In contrast to the old masters, the flowers in the compositions of the contemporary artist are isolated, drawn from their original context - nature - and the underlying landscape consists of repeating graphic patterns for which the reliefs, mosaic floors and tiles in Italy are sources of inspiration. shapes and which she bends to her will, as in the work Touch Nothing Never Nowhere. By digitally cutting, pasting, resizing, mixing elements and allowing shapes to 'overlap', parts are no longer visible or appear. She thus plays with spatial and depth effects.

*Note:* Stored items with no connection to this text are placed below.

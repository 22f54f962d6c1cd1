//! Recognition session - one camera/hand pipeline
//!
//! Owns the smoothing window, hold timer, frame gate and output sink.
//! Create one at camera start and drop (or stop) it at camera end; run one
//! session per tracked hand for multi-hand setups.

use log::{debug, warn};

use super::config::{ConfigError, SessionConfig};
use super::hold::{HoldEvent, HoldTracker};
use super::output::TextSink;
use super::scheduler::{FrameGate, FrameScheduler};
use crate::classifier::{classify_hand, Letter, Prediction, PredictionBuffer};
use crate::hand::HandObservation;

/// Result of running the pipeline on one frame
#[derive(Clone, Copy, Debug, PartialEq)]
pub struct FrameReport {
    /// Smoothed prediction; None when no hand or no rule matched
    pub prediction: Option<Prediction>,
    pub hold: HoldEvent,
}

impl FrameReport {
    pub fn committed(&self) -> Option<Letter> {
        self.hold.committed()
    }
}

pub struct SignSession<S: TextSink> {
    config: SessionConfig,
    smoother: PredictionBuffer,
    hold: HoldTracker,
    scheduler: FrameScheduler,
    sink: S,
    active: bool,
    detector_available: bool,
    last_prediction: Option<Prediction>,
}

impl<S: TextSink> SignSession<S> {
    /// Start a session writing committed letters into `sink`
    pub fn new(config: SessionConfig, sink: S) -> Result<Self, ConfigError> {
        config.validate()?;

        debug!(
            "SignSession created: threshold={} hold={}ms window={} interval={:.1}ms",
            config.confidence_threshold,
            config.hold_duration_ms,
            config.smoothing_window,
            config.frame_interval_ms
        );

        Ok(Self {
            smoother: PredictionBuffer::new(config.smoothing_window),
            hold: HoldTracker::new(config.confidence_threshold, config.hold_duration_ms),
            scheduler: FrameScheduler::new(config.frame_interval_ms),
            sink,
            active: true,
            detector_available: true,
            last_prediction: None,
            config,
        })
    }

    pub fn with_defaults(sink: S) -> Self {
        Self {
            smoother: PredictionBuffer::default(),
            hold: HoldTracker::default(),
            scheduler: FrameScheduler::default(),
            sink,
            active: true,
            detector_available: true,
            last_prediction: None,
            config: SessionConfig::default(),
        }
    }

    /// Resume after `stop`, from a clean state
    pub fn start(&mut self) {
        self.discard_in_flight_state();
        self.active = true;
    }

    /// Tear down: any partial hold is discarded, never committed
    pub fn stop(&mut self) {
        if let Some(letter) = self.hold.active_letter() {
            debug!("Session stopped mid-hold on {}; discarding", letter);
        }
        self.discard_in_flight_state();
        self.active = false;
    }

    fn discard_in_flight_state(&mut self) {
        self.smoother.reset();
        self.hold.reset();
        self.scheduler.reset();
        self.last_prediction = None;
    }

    /// Detector failed to initialize (or came back). While unavailable no
    /// frame is admitted.
    pub fn set_detector_available(&mut self, available: bool) {
        if !available && self.detector_available {
            warn!("Hand detector unavailable; classification paused");
            self.discard_in_flight_state();
        }
        self.detector_available = available;
    }

    /// Ask to run detection for a new video frame
    pub fn begin_frame(&mut self, now: f64) -> FrameGate {
        if !self.active || !self.detector_available {
            return FrameGate::Unavailable;
        }
        self.scheduler.try_begin(now)
    }

    /// Give up on the admitted frame without a result (detection threw).
    ///
    /// Counts as a frame with no hand: any hold is released and the
    /// smoother cleared, and the next `begin_frame` is admitted again.
    pub fn abort_frame(&mut self, now: f64) -> Option<FrameReport> {
        if !self.scheduler.finish() {
            return None;
        }
        debug!("Detection failed; treating frame as empty");
        self.process_frame(&[], now)
    }

    /// Deliver the detector's result for the frame admitted by `begin_frame`.
    ///
    /// Results with no matching admitted frame (e.g. arriving after `stop`)
    /// are ignored.
    pub fn submit_frame(&mut self, hands: &[HandObservation], now: f64) -> Option<FrameReport> {
        if !self.scheduler.finish() {
            debug!("Dropping detection result with no frame in flight");
            return None;
        }
        self.process_frame(hands, now)
    }

    /// Run classification, smoothing and the hold timer on one frame.
    ///
    /// Only the first hand is tracked. Bypasses the frame gate.
    pub fn process_frame(&mut self, hands: &[HandObservation], now: f64) -> Option<FrameReport> {
        if !self.active || !self.detector_available {
            return None;
        }

        let primary = hands.first();
        let raw = primary.and_then(|hand| classify_hand(&hand.landmarks));

        let prediction = match (primary, raw) {
            (Some(hand), Some(letter)) => Some(self.smoother.smooth(letter, hand.handedness, now)),
            _ => {
                if let Some(hand) = primary.filter(|h| !h.is_complete()) {
                    warn!("Skipping hand with {} landmarks", hand.landmarks.len());
                }
                self.smoother.reset();
                None
            }
        };

        let hold = self.hold.update(prediction.as_ref(), now);
        if let (HoldEvent::Started(letter), Some(hand)) = (hold, primary) {
            debug!(
                "Holding {} ({:?} hand, detector confidence {:.2})",
                letter, hand.handedness, hand.confidence
            );
        }
        if let Some(letter) = hold.committed() {
            self.sink.append_letter(letter.as_char());
            self.smoother.reset();
        }

        self.last_prediction = prediction;
        Some(FrameReport { prediction, hold })
    }

    pub fn is_active(&self) -> bool {
        self.active
    }

    pub fn is_detector_available(&self) -> bool {
        self.detector_available
    }

    pub fn config(&self) -> &SessionConfig {
        &self.config
    }

    pub fn hold(&self) -> &HoldTracker {
        &self.hold
    }

    pub fn smoother(&self) -> &PredictionBuffer {
        &self.smoother
    }

    pub fn scheduler(&self) -> &FrameScheduler {
        &self.scheduler
    }

    pub fn last_prediction(&self) -> Option<&Prediction> {
        self.last_prediction.as_ref()
    }

    pub fn sink(&self) -> &S {
        &self.sink
    }

    pub fn sink_mut(&mut self) -> &mut S {
        &mut self.sink
    }
}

The sisters Joana (1990) and Leonie Schneider (1993) use different techniques and materials to create monumental works in which family and 'home' play a role in a completely different way than Florentijn de Boer does.
Die Rietdeckerin
As a contemporary artist, Joana Schneider uses traditional techniques of Dutch craftsmen and natural, sustainable or recycled materials. Just as the fishermen in the port of Katwijk are her teachers in making her expressive and theatrical masks from colorful recycled fishing ropes and nets, she studied the age-old techniques of the thatchers.

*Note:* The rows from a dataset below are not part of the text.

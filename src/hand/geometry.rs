//! Distance and joint-angle math on landmarks
//!
//! Angles use the dot product formula: cos(θ) = (v1 · v2) / (|v1| × |v2|),
//! measured in the image plane.

use super::landmarks::Landmark;

/// Vectors shorter than this are treated as degenerate
const EPSILON: f32 = 1e-6;

/// Euclidean 3D distance (z participates, 0 when absent)
pub fn distance(a: Landmark, b: Landmark) -> f32 {
    (a.to_vector() - b.to_vector()).norm()
}

/// Angle at `center` between `center→p1` and `center→p2`, radians in [0, π].
///
/// Degenerate vectors yield 0, never NaN.
pub fn angle_between(p1: Landmark, center: Landmark, p2: Landmark) -> f32 {
    let v1 = p1.to_planar() - center.to_planar();
    let v2 = p2.to_planar() - center.to_planar();

    let mag1 = v1.norm();
    let mag2 = v2.norm();

    if mag1 < EPSILON || mag2 < EPSILON {
        return 0.0;
    }

    let cos_angle = (v1.dot(&v2) / (mag1 * mag2)).clamp(-1.0, 1.0);
    cos_angle.acos()
}

#[cfg(test)]
mod tests {
    use super::*;
    use std::f32::consts::PI;

    fn p(x: f32, y: f32) -> Landmark {
        Landmark::new(x, y, 0.0)
    }

    #[test]
    fn test_distance_includes_depth() {
        let a = Landmark::new(0.0, 0.0, 0.0);
        let b = Landmark::new(0.0, 3.0, 4.0);
        assert!((distance(a, b) - 5.0).abs() < 1e-6);
    }

    #[test]
    fn test_straight_line() {
        let angle = angle_between(p(0.0, 0.0), p(0.5, 0.0), p(1.0, 0.0));
        assert!((angle - PI).abs() < 1e-4);
    }

    #[test]
    fn test_right_angle() {
        let angle = angle_between(p(0.0, 0.0), p(0.5, 0.0), p(0.5, 0.5));
        assert!((angle - PI / 2.0).abs() < 1e-4);
    }

    #[test]
    fn test_coincident_points() {
        let angle = angle_between(p(0.3, 0.3), p(0.3, 0.3), p(0.9, 0.1));
        assert_eq!(angle, 0.0);
        assert_eq!(distance(p(0.3, 0.3), p(0.3, 0.3)), 0.0);
    }
}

It offers us food for thought about phenomena such as handicrafts and craft that are no longer appreciated in our contemporary (digital) world, as a result of which knowledge and the age-old culture threaten to disappear, but also about typical male professions such as fisherman and thatch. As a tribute, she made "De Rietdekster", a portrait of a female thatcher on a roof. For the Flux series or the dune and prairie landscapes with bright shiny colors and color gradients, she has been using a self-developed machine and a self-invented technique to wrap shiny yarns around the fishing ropes for a year now. However, she recently discovered that she could wrap not just one color but several colors around one rope, creating beautiful smooth color gradients and surprisingly giving the work painterly qualities, as if Joana was a painter.